End of Life Decisions

I am not sure who wrote this but it is very touching.

My Living Will — Last night my kids and I were sitting in the living room and I said to them, “I never want to live in a vegetative state, dependent on machines and fluid from a bottle.  If that ever happens, just pull the plug.”    They got up, unplugged the computer and threw out my wine.  The little bastards.

This week, my plan was take a deeper look at nutrition, with advice on how to efficiently read labels, some suggestions about getting a healthy variety in your meals and supplements that are worth considering.  Then, I went away skiing for the weekend and had a very monochromatic diet.  Looking back, it seems I ate and drank only red food products.  It was unintentional, although red does happen to be my favorite color.  After three days of red wine, red meat and ketchup-doused, unrecognizable finger food, I cannot stomach the hypocrisy of preaching about nutrition.  My plan is to try harder this week and actually have some well-researched information for you next week.

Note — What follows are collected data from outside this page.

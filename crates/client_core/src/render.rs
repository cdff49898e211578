//! Display rules for a decision and for the lifecycle as a whole.

use std::fmt;

use shared::domain::{Decision, DecisionStatus};

use crate::controller::SubmissionState;

pub const LOADING_TEXT: &str = "Analysing your case…";

#[derive(Debug, Clone, Copy, PartialEq, Eq)]
pub enum StatusClass {
    Accepted,
    Rejected,
    Neutral,
}

impl StatusClass {
    pub fn css_class(self) -> &'static str {
        match self {
            Self::Accepted => "status-accepted",
            Self::Rejected => "status-rejected",
            Self::Neutral => "status-neutral",
        }
    }
}

impl From<&DecisionStatus> for StatusClass {
    fn from(status: &DecisionStatus) -> Self {
        match status {
            DecisionStatus::Accepted => Self::Accepted,
            DecisionStatus::Rejected => Self::Rejected,
            DecisionStatus::Neutral(_) => Self::Neutral,
        }
    }
}

pub fn classify_status(raw: Option<&str>) -> StatusClass {
    StatusClass::from(&DecisionStatus::classify(raw))
}

/// Whole-number percentage. Values outside [0,1] are not clamped.
pub fn confidence_percent(confidence: f64) -> i64 {
    (confidence * 100.0).round() as i64
}

#[derive(Debug, Clone, PartialEq)]
pub struct DecisionView<'a> {
    pub status_label: &'a str,
    pub status_class: StatusClass,
    pub route: Option<&'a str>,
    pub confidence_percent: i64,
    pub explanation: &'a str,
    pub steps: Option<&'a [String]>,
}

impl<'a> From<&'a Decision> for DecisionView<'a> {
    fn from(decision: &'a Decision) -> Self {
        Self {
            status_label: decision.status.as_str(),
            status_class: StatusClass::from(&decision.status),
            route: decision.route.as_deref().filter(|route| !route.is_empty()),
            confidence_percent: confidence_percent(decision.confidence),
            explanation: &decision.explanation,
            steps: (!decision.steps.is_empty()).then_some(decision.steps.as_slice()),
        }
    }
}

impl fmt::Display for DecisionView<'_> {
    fn fmt(&self, f: &mut fmt::Formatter<'_>) -> fmt::Result {
        writeln!(f, "Decision [{}]", self.status_class.css_class())?;
        writeln!(f, "  Status: {}", self.status_label)?;
        if let Some(route) = self.route {
            writeln!(f, "  Recommended Route: {route}")?;
        }
        writeln!(f, "  Confidence: {}%", self.confidence_percent)?;
        writeln!(f)?;
        writeln!(f, "Explanation")?;
        write!(f, "  {}", self.explanation)?;
        if let Some(steps) = self.steps {
            writeln!(f)?;
            writeln!(f)?;
            write!(f, "Next Steps")?;
            for (index, step) in steps.iter().enumerate() {
                write!(f, "\n  {}. {step}", index + 1)?;
            }
        }
        Ok(())
    }
}

pub fn render_state(state: &SubmissionState) -> String {
    match state {
        SubmissionState::Idle => String::new(),
        SubmissionState::Submitting => LOADING_TEXT.to_string(),
        SubmissionState::Succeeded(decision) => DecisionView::from(decision).to_string(),
        SubmissionState::Failed(err) => err.to_string(),
    }
}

I like to keep YesFive light but don’t think I can fail to mention the tragedy that took place at Windham mountain, where we skied this weekend.  An eighteen year old girl lost control on a trail, careened into a ravine and then lost her life.  Eighteen – a lifetime ahead of her – gone in an instant.  Reportedly, she was a beginner and perhaps was on a trail too difficult for her.  I learned that she was not wearing a helmet.  I am not sure it would have mattered and it certainly does not matter to her family now.  Life is so very fragile, so very precious.  Undoubtedly, it is more comfortable to go through life not thinking about the end — more comfortable but careless.  You should have a plan.  There are two certainties in life.  The first is, if you mix tequila and cheap wine, you will get sick.  The second is, we are all going to die.

Today, some terminology.

1.  DNR – Do Not Resuscitate.  If you are in a hospital, you may see these signs over the beds of certain patients. When patients have a terminal illness or are elderly, they can choose to be DNR.  This means that if they suffer an event, like a stroke or cardiac arrest, health care personnel will not intervene to try to bring them back.  It does not mean that they will not receive the best treatment while they are alive.

2.  Pulling the plug – This is one of my least favorite terms.  Doesn’t it have an awfully, easy sound to it?  People use it all the time to mean “just let me die.”  In its most literal usage, it describes the withdrawal of means (usually respirators) that are keeping a patient alive.  I have pulled the plug so to speak and believe me, it is a lot different than unplugging the toaster.

3.  Advanced directives – legal documents that allow you to choose your end-of-life care ahead of time, before you are incapacitated and cannot convey your wishes.

4.  Living will – this is one type of advanced directive.  It is written and can be as specific as you would like it to be.  It addresses what kinds of treatments you would want and what kinds you would refuse if you were able.  It can document your feeling about organ donation.  It will only be used if you cannot speak for yourself and you are in a situation that is deemed, by medical professionals, to be terminal.  For instance, if you get into an accident, everything will be done, that can be done, to save you.  Your living will would only come into effect if there was no hope for survival.

5.  Health care proxy – A person who you designate to make decisions for you in the event that you cannot make your own wishes known.

Last year, 38 people died in skiing/snowboarding accidents.  This past Sunday, the sport took the life of 18-year old Erin Clare Malloy-McArdle.  It is an activity that I enjoy taking part in, one that I hope my children will continue to love.  Facing the fact that we are vulnerable may be something you would like to avoid but it is something that we all, unfortunately, need to address.  Tomorrow, my argument for why you and the people you care about should spend some time thinking and talking about the end of your life.  Today, if you have a moment, please send a thought or a prayer out for the family of Erin Malloy-McArdle.